- PROBLEM DETAILS -
The answer must be every line of the records below that contains the word "Text", copied out.

[Collected data entries]

<<<<

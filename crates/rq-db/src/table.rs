//! In-memory tabular result sets.

use crate::error::{DbError, DbResult};
use crate::value::SqlValue;
use serde::de::DeserializeOwned;
use serde::Serialize;
use std::fmt;

/// Column type inferred from the values a column holds.
#[derive(Debug, Clone, Copy, PartialEq, Eq, Serialize, Default)]
#[serde(rename_all = "lowercase")]
pub enum ColumnType {
    /// No non-null value seen
    #[default]
    Unknown,
    Bool,
    Int,
    Float,
    Text,
    Blob,
    Date,
    Timestamp,
}

impl ColumnType {
    /// Type of a single value, `None` for NULL.
    pub fn of(value: &SqlValue) -> Option<Self> {
        match value {
            SqlValue::Null => None,
            SqlValue::Bool(_) => Some(ColumnType::Bool),
            SqlValue::Int(_) => Some(ColumnType::Int),
            SqlValue::Float(_) => Some(ColumnType::Float),
            SqlValue::Text(_) => Some(ColumnType::Text),
            SqlValue::Blob(_) => Some(ColumnType::Blob),
            SqlValue::Date(_) => Some(ColumnType::Date),
            SqlValue::Timestamp(_) => Some(ColumnType::Timestamp),
        }
    }

    /// Widen two observed types. Int and Float widen to Float, any other
    /// disagreement falls back to Text.
    fn merge(self, other: ColumnType) -> ColumnType {
        match (self, other) {
            (ColumnType::Unknown, t) | (t, ColumnType::Unknown) => t,
            (a, b) if a == b => a,
            (ColumnType::Int, ColumnType::Float) | (ColumnType::Float, ColumnType::Int) => {
                ColumnType::Float
            }
            _ => ColumnType::Text,
        }
    }
}

impl fmt::Display for ColumnType {
    fn fmt(&self, f: &mut fmt::Formatter<'_>) -> fmt::Result {
        let name = match self {
            ColumnType::Unknown => "unknown",
            ColumnType::Bool => "bool",
            ColumnType::Int => "int",
            ColumnType::Float => "float",
            ColumnType::Text => "text",
            ColumnType::Blob => "blob",
            ColumnType::Date => "date",
            ColumnType::Timestamp => "timestamp",
        };
        f.write_str(name)
    }
}

/// A named, typed column.
#[derive(Debug, Clone, PartialEq, Serialize)]
pub struct DataColumn {
    pub name: String,
    pub data_type: ColumnType,
}

/// Ordered columns plus ordered rows.
#[derive(Debug, Clone, PartialEq, Default, Serialize)]
pub struct DataTable {
    columns: Vec<DataColumn>,
    rows: Vec<Vec<SqlValue>>,
}

impl DataTable {
    /// Build a table from column names and rows, inferring column types.
    ///
    /// Rows shorter than the header are padded with NULL; extra cells are
    /// dropped.
    pub fn new(names: Vec<String>, rows: Vec<Vec<SqlValue>>) -> Self {
        let width = names.len();
        let rows: Vec<Vec<SqlValue>> = rows
            .into_iter()
            .map(|mut row| {
                row.resize(width, SqlValue::Null);
                row
            })
            .collect();

        let columns = names
            .into_iter()
            .enumerate()
            .map(|(idx, name)| {
                let data_type = rows
                    .iter()
                    .filter_map(|row| ColumnType::of(&row[idx]))
                    .fold(ColumnType::Unknown, ColumnType::merge);
                DataColumn { name, data_type }
            })
            .collect();

        Self { columns, rows }
    }

    pub fn columns(&self) -> &[DataColumn] {
        &self.columns
    }

    pub fn rows(&self) -> &[Vec<SqlValue>] {
        &self.rows
    }

    pub fn row_count(&self) -> usize {
        self.rows.len()
    }

    pub fn column_count(&self) -> usize {
        self.columns.len()
    }

    /// Position of the first column called `name`.
    pub fn column_index(&self, name: &str) -> Option<usize> {
        self.columns.iter().position(|c| c.name == name)
    }

    /// Cell at `row` in the column called `column`.
    pub fn value(&self, row: usize, column: &str) -> Option<&SqlValue> {
        let idx = self.column_index(column)?;
        self.rows.get(row).map(|r| &r[idx])
    }

    /// True when the table holds at least one row.
    pub fn has_rows(&self) -> bool {
        !self.rows.is_empty()
    }

    /// True when the table holds at least one and at most `max` rows.
    pub fn has_rows_at_most(&self, max: usize) -> bool {
        self.has_rows() && self.rows.len() <= max
    }

    /// One row as a JSON object keyed by column name.
    pub fn row_to_json(&self, row: usize) -> Option<serde_json::Map<String, serde_json::Value>> {
        let cells = self.rows.get(row)?;
        Some(
            self.columns
                .iter()
                .zip(cells)
                .map(|(col, cell)| (col.name.clone(), cell.to_json()))
                .collect(),
        )
    }

    /// All rows as a JSON array of objects.
    pub fn to_json(&self) -> serde_json::Value {
        serde_json::Value::Array(
            (0..self.rows.len())
                .filter_map(|idx| self.row_to_json(idx))
                .map(serde_json::Value::Object)
                .collect(),
        )
    }

    /// Deserialize each row into `T`, matching columns to fields by name.
    pub fn to_records<T: DeserializeOwned>(&self) -> DbResult<Vec<T>> {
        (0..self.rows.len())
            .filter_map(|idx| self.row_to_json(idx))
            .map(|obj| {
                serde_json::from_value(serde_json::Value::Object(obj)).map_err(DbError::from)
            })
            .collect()
    }

    /// Build a table from serializable records.
    ///
    /// Columns appear in first-seen key order; a record missing a key gets
    /// NULL in that column.
    pub fn from_records<T: Serialize>(records: &[T]) -> DbResult<Self> {
        let mut names: Vec<String> = Vec::new();
        let mut objects = Vec::with_capacity(records.len());

        for record in records {
            match serde_json::to_value(record)? {
                serde_json::Value::Object(obj) => {
                    for key in obj.keys() {
                        if !names.contains(key) {
                            names.push(key.clone());
                        }
                    }
                    objects.push(obj);
                }
                other => {
                    return Err(DbError::ConversionError(format!(
                        "record must serialize to an object, got {other}"
                    )));
                }
            }
        }

        let rows = objects
            .iter()
            .map(|obj| {
                names
                    .iter()
                    .map(|name| obj.get(name).map_or(SqlValue::Null, SqlValue::from_json))
                    .collect()
            })
            .collect();

        Ok(Self::new(names, rows))
    }
}

#[cfg(test)]
#[path = "table_test.rs"]
mod tests;
//! Recovery Coordinator - counts calls currently being recovered.
//!
//! One coordinator is shared by every client created from the same
//! factory. It owns the visibility of the processing indicator: the
//! indicator is shown when the first recovery begins and hidden when the
//! last one ends.

use parking_lot::Mutex;
use std::sync::Arc;
use tracing::debug;

use crate::adapters::indicator::TracingIndicator;
use crate::ports::outbound::ProcessingIndicator;

#[derive(Debug, Default)]
struct CoordinatorState {
    in_flight: usize,
    shown: bool,
}

/// Shared count of in-flight recoveries.
pub struct RecoveryCoordinator {
    state: Mutex<CoordinatorState>,
    indicator: Arc<dyn ProcessingIndicator>,
}

impl RecoveryCoordinator {
    /// Coordinator reporting through the tracing indicator
    pub fn new() -> Self {
        Self::with_indicator(Arc::new(TracingIndicator))
    }

    /// Coordinator driving a custom indicator
    pub fn with_indicator(indicator: Arc<dyn ProcessingIndicator>) -> Self {
        Self {
            state: Mutex::new(CoordinatorState::default()),
            indicator,
        }
    }

    /// A call entered recovery. Returns the new count.
    pub fn begin_recovery(&self) -> usize {
        let mut state = self.state.lock();
        state.in_flight += 1;
        self.indicator.update(state.in_flight);

        if !state.shown {
            state.shown = true;
            self.indicator.show(state.in_flight);
        }

        debug!(in_flight = state.in_flight, "Recovery started");
        state.in_flight
    }

    /// Count a call as recovering until the returned guard is dropped.
    pub fn enter(&self) -> RecoveryGuard<'_> {
        let in_flight = self.begin_recovery();
        RecoveryGuard {
            coordinator: self,
            in_flight,
        }
    }

    /// A call left recovery. Returns the new count.
    pub fn end_recovery(&self) -> usize {
        let mut state = self.state.lock();
        state.in_flight = state.in_flight.saturating_sub(1);
        self.indicator.update(state.in_flight);

        if state.shown && state.in_flight == 0 {
            state.shown = false;
            self.indicator.hide();
        }

        debug!(in_flight = state.in_flight, "Recovery finished");
        state.in_flight
    }

    /// Number of calls currently being recovered
    pub fn in_flight(&self) -> usize {
        self.state.lock().in_flight
    }

    /// Whether the indicator is currently visible
    pub fn is_shown(&self) -> bool {
        self.state.lock().shown
    }
}

/// One call in recovery. Dropping it ends the recovery, also when the
/// polling future is dropped before it completes.
#[must_use = "the recovery ends when the guard is dropped"]
pub struct RecoveryGuard<'a> {
    coordinator: &'a RecoveryCoordinator,
    in_flight: usize,
}

impl RecoveryGuard<'_> {
    /// Count right after this call entered recovery
    pub fn in_flight(&self) -> usize {
        self.in_flight
    }
}

impl Drop for RecoveryGuard<'_> {
    fn drop(&mut self) {
        self.coordinator.end_recovery();
    }
}

impl Default for RecoveryCoordinator {
    fn default() -> Self {
        Self::new()
    }
}
//! Correlation token for matching a call with its server-side pending request.
//!
//! The token is the call's start time in milliseconds since the Unix epoch.
//! It travels as `?callback=<token>` and the server may use it to frame its
//! response as `<token>(<value>);`. Tokens handed out by one
//! [`TokenGenerator`] are strictly increasing, so two calls started within
//! the same millisecond still get distinct tokens.

use serde::{Deserialize, Serialize};
use std::fmt;
use std::sync::atomic::{AtomicU64, Ordering};

/// Callback name assumed when no token was sent with the call
pub const NO_CALLBACK: &str = "null";

/// Correlation token of one logical call.
#[derive(Debug, Clone, PartialEq, Eq, Hash, PartialOrd, Ord, Serialize, Deserialize)]
#[serde(transparent)]
pub struct CorrelationToken(String);

impl CorrelationToken {
    /// Token for a start time in milliseconds since the Unix epoch
    pub fn from_millis(millis: u64) -> Self {
        Self(millis.to_string())
    }

    /// Wrap a token received from elsewhere (e.g. a server record)
    pub fn from_raw(raw: impl Into<String>) -> Self {
        Self(raw.into())
    }

    /// Token as sent on the wire
    pub fn as_str(&self) -> &str {
        &self.0
    }

    /// Start time encoded in the token, if it is numeric
    pub fn timestamp_ms(&self) -> Option<u64> {
        self.0.parse().ok()
    }
}

impl fmt::Display for CorrelationToken {
    fn fmt(&self, f: &mut fmt::Formatter<'_>) -> fmt::Result {
        f.write_str(&self.0)
    }
}

impl From<u64> for CorrelationToken {
    fn from(millis: u64) -> Self {
        Self::from_millis(millis)
    }
}

impl AsRef<str> for CorrelationToken {
    fn as_ref(&self) -> &str {
        &self.0
    }
}

/// Hands out strictly increasing timestamp tokens.
#[derive(Debug, Default)]
pub struct TokenGenerator {
    last: AtomicU64,
}

impl TokenGenerator {
    /// Create a generator
    pub fn new() -> Self {
        Self::default()
    }

    /// Next token for a call starting at `now_ms`.
    ///
    /// Returns `now_ms` unless an equal or later token was already issued,
    /// in which case the previous token plus one is used.
    pub fn next(&self, now_ms: u64) -> CorrelationToken {
        let mut previous = self.last.load(Ordering::Relaxed);
        loop {
            let candidate = now_ms.max(previous.saturating_add(1));
            match self.last.compare_exchange_weak(
                previous,
                candidate,
                Ordering::AcqRel,
                Ordering::Relaxed,
            ) {
                Ok(_) => return CorrelationToken::from_millis(candidate),
                Err(actual) => previous = actual,
            }
        }
    }
}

>>>>

- WRITTEN ANSWER -
    Text,
            SqlValue::Text(_) => Some(ColumnType::Text),
    /// disagreement falls back to Text.
            _ => ColumnType::Text,
            ColumnType::Text => "text",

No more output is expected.